Of course, the Establishment Clause doesn’t mean that businesses can do what they want, when they want, without repercussion. Or it shouldn’t; the Supreme Court’s 55-gallon drums of worms (Hobby Lobby and Citizens United) may change how people see the Establishment Clause.
Hice just sees “literally tons” of organizations that do business with the federal government who’ve had their religious rights stripped away from them, because they can’t discriminate against anybody who’s part of the LGBT community solely on that basis.
Hice is another one of the evangelical Teapublicans that suffers from distress of the privileged. Ideals that were once “right, good and true” are seeing ever greater challenges today, and that’s frightening to these people, the way it would be frightening to anybody that fears change. But what’s needed is a more open mind, and an understanding that society changes, and that all people deserve equality and justice.
On his radio show, Hice said specifically:
“Are these organizations going to have to shut the doors or are they going to have to somehow sneak around or find other avenues to provide their services? Or are they going to have to forsake their religious convictions and kiss the ring of the federal government in order to keep doing what they do? There is no doubt that our federal government has no business forcing religious organizations to adherer to what the federal government wants them to adhere to theologically. Is this not precisely what our founders feared when they wrote down the first amendment and acknowledged it as an inalienable right?”
Hice’s, and others’, problems have to do with the fact that there’s no religious exemption for this particular order.
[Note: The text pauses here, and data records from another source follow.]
//! The identity-resolver seam.
//!
//! Face matching is an external capability: something takes an image and
//! answers "this is probably identity X" or "nobody I know". The core only
//! consumes this interface; `muster-kiosk` ships the cloud-backed
//! implementation and tests use stubs.

use std::future::Future;

use uuid::Uuid;

/// A match returned by a resolver, already past the implementation's own
/// confidence threshold.
#[derive(Debug, Clone, Copy, PartialEq)]
pub struct ResolvedIdentity {
  pub identity_id: Uuid,
  /// Match confidence on a 0-100 scale, as reported by the matcher.
  pub confidence:  f32,
}

/// Matches a captured image against the enrolled population.
///
/// `Ok(None)` means nobody matched (or nobody matched confidently enough).
/// `Err` means the matching service itself failed; the request fails before
/// the punch state machine is ever invoked.
pub trait IdentityResolver: Send + Sync {
  type Error: std::error::Error + Send + Sync + 'static;

  fn resolve<'a>(
    &'a self,
    image: &'a [u8],
  ) -> impl Future<Output = Result<Option<ResolvedIdentity>, Self::Error>> + Send + 'a;
}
An article in the Los Angeles Times says that the mandate continues an exemption from the Bush era, which allows religious organizations to only hire people of their own faith, however, doesn’t allow them to discriminate on the basis of sexual orientation or gender identity, except for when it comes to hiring ministers.
Hice has a history of preaching theocracy. A story in Think Progress in July saying that Hice believes the U.S. is “a distinctly Christian society.” Reclaiming the country means ending all abortion and preventing marriage equality from ever happening anywhere. He also wants to repeal hate-crime protections, and thinks that ending the separation of church and state is what will end mass shootings.
This man also thinks that political endorsements in churches are merely Biblical truths. To retain tax-exempt status, though, tax law prohibits official endorsements, electioneering, and the like on the part of those organizations, including churches. Hice specifically endorsed John McCain for president back in 2008, from his pulpit, according to ABC News. One has to wonder how he’d feel if he heard about a different religious establishment endorsing a candidate, particularly if they endorsed a Democrat (oh noes!).
But Hice would have the government violate the First Amendment to endorse his religion, and allow him to force Christianity on the rest of us. It’s perfectly okay to do all of that that as long as Christianity is the favored religion. When the government tries to enact equality for a group of people the religious right won’t even attempt to understand, then suddenly it’s a violation of the First Amendment and must be stopped at all costs.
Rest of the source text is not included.